▸ **WORK TASK**:
Run through the data and copy out every line that mentions the word "NaiveTime".

▸ **RECORDS SHOWN**:
==*==
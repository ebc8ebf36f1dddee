use crate::core::config::Product;
use crate::core::currency::CurrencyRateProvider;
use crate::core::error::{ForecastError, Result as SeriesResult};
use crate::core::price::{DateRange, PricePoint, PriceSeriesLoader};
use crate::providers::util::{RetryPolicy, with_retry};
use anyhow::{Context, Result, anyhow};
use async_trait::async_trait;
use chrono::{DateTime, Duration, NaiveDate, NaiveTime};
use reqwest::StatusCode;
use serde::Deserialize;
use tracing::{debug, instrument};

const USER_AGENT: &str = "agriprice/0.1";

fn day_start_timestamp(date: NaiveDate) -> i64 {
    date.and_time(NaiveTime::MIN).and_utc().timestamp()
}

/// Pairs timestamps with closes, dropping bars without a usable close.
fn extract_daily_closes(item: &PriceChartItem, currency: &str) -> Vec<PricePoint> {
    let closes = item
        .indicators
        .as_ref()
        .and_then(|inds| inds.quote.first())
        .and_then(|q| q.close.as_ref());

    match (item.timestamp.as_ref(), closes) {
        (Some(timestamps), Some(closes)) => timestamps
            .iter()
            .zip(closes)
            .filter_map(|(ts, close)| {
                let close = close.filter(|c| c.is_finite() && *c > 0.0)?;
                let date = DateTime::from_timestamp(*ts, 0)?.date_naive();
                Some(PricePoint::new(date, close, currency))
            })
            .collect(),
        _ => Vec::new(),
    }
}

// YahooSeriesLoader implementation for PriceSeriesLoader
pub struct YahooSeriesLoader {
    base_url: String,
    retry: RetryPolicy,
}

impl YahooSeriesLoader {
    pub fn new(base_url: &str) -> Self {
        YahooSeriesLoader {
            base_url: base_url.to_string(),
            retry: RetryPolicy::default(),
        }
    }

    pub fn with_retry_policy(mut self, retry: RetryPolicy) -> Self {
        self.retry = retry;
        self
    }

    async fn fetch_chart(&self, ticker: &str, range: &DateRange) -> Result<Vec<PricePoint>> {
        let url = format!(
            "{}/v8/finance/chart/{}?period1={}&period2={}&interval=1d",
            self.base_url,
            ticker,
            day_start_timestamp(range.start),
            day_start_timestamp(range.end + Duration::days(1)),
        );
        debug!("Requesting price series from {}", url);

        let client = reqwest::Client::builder().user_agent(USER_AGENT).build()?;
        let response = with_retry(
            || async {
                let response = client.get(&url).send().await?;
                if response.status().is_server_error() {
                    response.error_for_status()
                } else {
                    Ok(response)
                }
            },
            self.retry,
        )
        .await
        .with_context(|| format!("Request failed for symbol: {ticker}"))?;

        let status = response.status();
        let text = response
            .text()
            .await
            .with_context(|| format!("Failed to read response for symbol: {ticker}"))?;

        // Unknown symbols and empty ranges come back as 404 with a chart error body.
        if status == StatusCode::NOT_FOUND
            && let Ok(data) = serde_json::from_str::<YahooChartResponse>(&text)
            && data.chart.result.is_none()
            && let Some(err) = data.chart.error
        {
            debug!(
                "No data for {}: {} ({})",
                ticker,
                err.code,
                err.description.unwrap_or_default()
            );
            return Ok(Vec::new());
        }
        if !status.is_success() {
            return Err(anyhow!(
                "Request failed for symbol: {}: HTTP error: {}",
                ticker,
                status
            ));
        }

        let data: YahooChartResponse = serde_json::from_str(&text)
            .map_err(|e| anyhow!("Failed to parse JSON response for {}: {}", ticker, e))?;

        let Some(item) = data.chart.result.unwrap_or_default().into_iter().next() else {
            debug!("No chart result for {}", ticker);
            return Ok(Vec::new());
        };

        let currency = item.meta.currency.as_deref().unwrap_or("USD");
        Ok(extract_daily_closes(&item, currency))
    }
}

#[derive(Deserialize, Debug)]
struct YahooChartResponse {
    chart: PriceChartResult,
}

#[derive(Deserialize, Debug)]
struct PriceChartResult {
    result: Option<Vec<PriceChartItem>>,
    #[serde(default)]
    error: Option<ChartError>,
}

#[derive(Deserialize, Debug)]
struct ChartError {
    code: String,
    description: Option<String>,
}

#[derive(Deserialize, Debug)]
struct Indicators {
    quote: Vec<Quote>,
}

#[derive(Deserialize, Debug)]
struct Quote {
    close: Option<Vec<Option<f64>>>,
}

#[derive(Deserialize, Debug)]
struct PriceChartItem {
    meta: PriceChartMeta,
    timestamp: Option<Vec<i64>>,
    indicators: Option<Indicators>,
}

#[derive(Deserialize, Debug)]
struct PriceChartMeta {
    currency: Option<String>,
}

#[async_trait]
impl PriceSeriesLoader for YahooSeriesLoader {
    #[instrument(
        name = "YahooSeriesFetch",
        skip(self, product),
        fields(ticker = %product.ticker)
    )]
    async fn load_series(
        &self,
        product: &Product,
        range: &DateRange,
    ) -> SeriesResult<Vec<PricePoint>> {
        let series = self
            .fetch_chart(&product.ticker, range)
            .await
            .map_err(ForecastError::FetchFailed)?;
        debug!("Received {} closes for {}", series.len(), product.ticker);
        Ok(series)
    }
}

// YahooCurrencyProvider implementation for CurrencyRateProvider
pub struct YahooCurrencyProvider {
    base_url: String,
}

impl YahooCurrencyProvider {
    pub fn new(base_url: &str) -> Self {
        YahooCurrencyProvider {
            base_url: base_url.to_string(),
        }
    }
}

#[derive(Debug, Deserialize)]
struct YahooCurrencyResponse {
    chart: CurrencyChartResult,
}

#[derive(Debug, Deserialize)]
struct CurrencyChartResult {
    result: Vec<CurrencyChartItem>,
}

#[derive(Debug, Deserialize)]
struct CurrencyChartItem {
    meta: CurrencyChartMeta,
}

#[derive(Debug, Deserialize)]
struct CurrencyChartMeta {
    #[serde(alias = "regularMarketPrice")]
    regular_market_price: f64,
}

#[async_trait]
impl CurrencyRateProvider for YahooCurrencyProvider {
    async fn get_rate(&self, from: &str, to: &str) -> Result<f64> {
        let symbol = format!("{from}{to}=X");
        let url = format!("{}/v8/finance/chart/{}", self.base_url, symbol);
        debug!("Requesting currency rate from {}", url);

        let client = reqwest::Client::builder().user_agent(USER_AGENT).build()?;
        let response = client
            .get(&url)
            .send()
            .await
            .map_err(|e| anyhow!("Request error: {} for currency pair: {}", e, symbol))?;

        if !response.status().is_success() {
            return Err(anyhow!(
                "HTTP error: {} for currency pair: {}",
                response.status(),
                symbol
            ));
        }

        let text = response.text().await?;
        let data: YahooCurrencyResponse = serde_json::from_str(&text)
            .map_err(|e| anyhow!("Failed to parse JSON response for {}: {}", symbol, e))?;

        let item = data
            .chart
            .result
            .into_iter()
            .next()
            .ok_or_else(|| anyhow!("No rate data found for currency pair: {}", symbol))?;

        Ok(item.meta.regular_market_price)
    }
}

#[cfg(test)]
mod tests {
    use super::*;
    use crate::core::config::default_products;
    use wiremock::matchers::{method, path, query_param};
    use wiremock::{Mock, MockServer, ResponseTemplate};

    pub async fn create_mock_server(symbol: &str, status: u16, body: &str) -> MockServer {
        let mock_server = MockServer::start().await;
        let request_path = format!("/v8/finance/chart/{symbol}");

        Mock::given(method("GET"))
            .and(path(request_path))
            .respond_with(ResponseTemplate::new(status).set_body_string(body))
            .mount(&mock_server)
            .await;

        mock_server
    }

    fn wheat() -> Product {
        default_products().remove(0)
    }

    fn range() -> DateRange {
        DateRange {
            start: NaiveDate::from_ymd_opt(2024, 1, 1).unwrap(),
            end: NaiveDate::from_ymd_opt(2024, 1, 10).unwrap(),
        }
    }

    fn no_delay() -> RetryPolicy {
        RetryPolicy {
            retries: 2,
            delay_ms: 0,
        }
    }

    #[tokio::test]
    async fn test_successful_series_fetch() {
        // 2024-01-02, 2024-01-03 (null close), 2024-01-04 at 05:00 UTC
        let mock_response = r#"{
            "chart": {
                "result": [{
                    "meta": { "currency": "USX", "regularMarketPrice": 601.5 },
                    "timestamp": [1704171600, 1704258000, 1704344400],
                    "indicators": { "quote": [{ "close": [598.25, null, 601.5] }] }
                }]
            }
        }"#;
        let mock_server = MockServer::start().await;
        Mock::given(method("GET"))
            .and(path("/v8/finance/chart/ZW=F"))
            .and(query_param("interval", "1d"))
            .and(query_param("period1", "1704067200"))
            .and(query_param("period2", "1704931200"))
            .respond_with(ResponseTemplate::new(200).set_body_string(mock_response))
            .mount(&mock_server)
            .await;

        let loader = YahooSeriesLoader::new(&mock_server.uri());
        let series = loader.load_series(&wheat(), &range()).await.unwrap();

        assert_eq!(series.len(), 2);
        assert_eq!(series[0].date, NaiveDate::from_ymd_opt(2024, 1, 2).unwrap());
        assert_eq!(series[0].price, 598.25);
        assert_eq!(series[0].currency, "USX");
        assert_eq!(series[1].date, NaiveDate::from_ymd_opt(2024, 1, 4).unwrap());
        assert_eq!(series[1].price, 601.5);
    }

    #[tokio::test]
    async fn test_empty_result_is_empty_series() {
        let mock_server = create_mock_server("ZW=F", 200, r#"{"chart": {"result": []}}"#).await;
        let loader = YahooSeriesLoader::new(&mock_server.uri());
        let series = loader.load_series(&wheat(), &range()).await.unwrap();
        assert!(series.is_empty());
    }

    #[tokio::test]
    async fn test_result_without_bars_is_empty_series() {
        let mock_response = r#"{
            "chart": { "result": [{ "meta": { "currency": "USX" } }], "error": null }
        }"#;
        let mock_server = create_mock_server("ZW=F", 200, mock_response).await;
        let loader = YahooSeriesLoader::new(&mock_server.uri());
        let series = loader.load_series(&wheat(), &range()).await.unwrap();
        assert!(series.is_empty());
    }

    #[tokio::test]
    async fn test_server_error_is_retried_then_fails() {
        let mock_server = MockServer::start().await;
        Mock::given(method("GET"))
            .and(path("/v8/finance/chart/ZW=F"))
            .respond_with(ResponseTemplate::new(500))
            .expect(3)
            .mount(&mock_server)
            .await;

        let loader = YahooSeriesLoader::new(&mock_server.uri()).with_retry_policy(no_delay());
        let result = loader.load_series(&wheat(), &range()).await;
        match result {
            Err(ForecastError::FetchFailed(e)) => {
                assert!(e.to_string().contains("Request failed for symbol: ZW=F"))
            }
            other => panic!("Expected FetchFailed, got {other:?}"),
        }
    }

    #[tokio::test]
    async fn test_unknown_symbol_404_is_empty_series() {
        let mock_response = r#"{
            "chart": {
                "result": null,
                "error": {
                    "code": "Not Found",
                    "description": "No data found, symbol may be delisted"
                }
            }
        }"#;
        let mock_server = MockServer::start().await;
        Mock::given(method("GET"))
            .and(path("/v8/finance/chart/ZR=F"))
            .respond_with(ResponseTemplate::new(404).set_body_string(mock_response))
            .expect(1)
            .mount(&mock_server)
            .await;

        let rice = default_products().remove(1);
        let loader = YahooSeriesLoader::new(&mock_server.uri()).with_retry_policy(no_delay());
        let series = loader.load_series(&rice, &range()).await.unwrap();
        assert!(series.is_empty());
    }

    #[tokio::test]
    async fn test_client_error_is_not_retried() {
        let mock_server = MockServer::start().await;
        Mock::given(method("GET"))
            .and(path("/v8/finance/chart/ZW=F"))
            .respond_with(ResponseTemplate::new(403).set_body_string("Forbidden"))
            .expect(1)
            .mount(&mock_server)
            .await;

        let loader = YahooSeriesLoader::new(&mock_server.uri()).with_retry_policy(no_delay());
        match loader.load_series(&wheat(), &range()).await {
            Err(ForecastError::FetchFailed(e)) => {
                assert!(e.to_string().contains("403 Forbidden"))
            }
            other => panic!("Expected FetchFailed, got {other:?}"),
        }
    }

    #[tokio::test]
    async fn test_non_positive_closes_are_dropped() {
        let mock_response = r#"{
            "chart": {
                "result": [{
                    "meta": { "currency": "USX" },
                    "timestamp": [1704171600, 1704258000, 1704344400],
                    "indicators": { "quote": [{ "close": [0.0, -3.5, 601.5] }] }
                }]
            }
        }"#;
        let mock_server = create_mock_server("ZW=F", 200, mock_response).await;
        let loader = YahooSeriesLoader::new(&mock_server.uri());
        let series = loader.load_series(&wheat(), &range()).await.unwrap();

        assert_eq!(series.len(), 1);
        assert_eq!(series[0].price, 601.5);
    }

    #[tokio::test]
    async fn test_malformed_series_response() {
        let mock_server = create_mock_server("ZW=F", 200, "not json").await;
        let loader = YahooSeriesLoader::new(&mock_server.uri());
        let result = loader.load_series(&wheat(), &range()).await;
        match result {
            Err(ForecastError::FetchFailed(e)) => assert!(
                e.to_string()
                    .contains("Failed to parse JSON response for ZW=F")
            ),
            other => panic!("Expected FetchFailed, got {other:?}"),
        }
    }

    // Tests for YahooCurrencyProvider (CurrencyRateProvider)
    #[tokio::test]
    async fn test_successful_rate_fetch() {
        let mock_response = r#"{
            "chart": { "result": [{ "meta": { "regularMarketPrice": 83.4512 } }] }
        }"#;
        let mock_server = create_mock_server("USDINR=X", 200, mock_response).await;
        let provider = YahooCurrencyProvider::new(&mock_server.uri());

        let rate = provider
            .get_rate("USD", "INR")
            .await
            .expect("Failed to get rate");
        assert_eq!(rate, 83.4512);
    }

    #[tokio::test]
    async fn test_no_currency_rate_found() {
        let mock_server = create_mock_server("USDINR=X", 200, r#"{"chart": {"result": []}}"#).await;
        let provider = YahooCurrencyProvider::new(&mock_server.uri());

        let result = provider.get_rate("USD", "INR").await;
        assert_eq!(
            result.unwrap_err().to_string(),
            "No rate data found for currency pair: USDINR=X"
        );
    }

    #[tokio::test]
    async fn test_yahoo_currency_api_error_response() {
        let mock_server = create_mock_server("USDINR=X", 500, "").await;
        let provider = YahooCurrencyProvider::new(&mock_server.uri());

        let result = provider.get_rate("USD", "INR").await;
        assert_eq!(
            result.unwrap_err().to_string(),
            "HTTP error: 500 Internal Server Error for currency pair: USDINR=X"
        );
    }
}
==*==
▸ **TASK ANSWER**:
use chrono::{DateTime, Duration, NaiveDate, NaiveTime};
    date.and_time(NaiveTime::MIN).and_utc().timestamp()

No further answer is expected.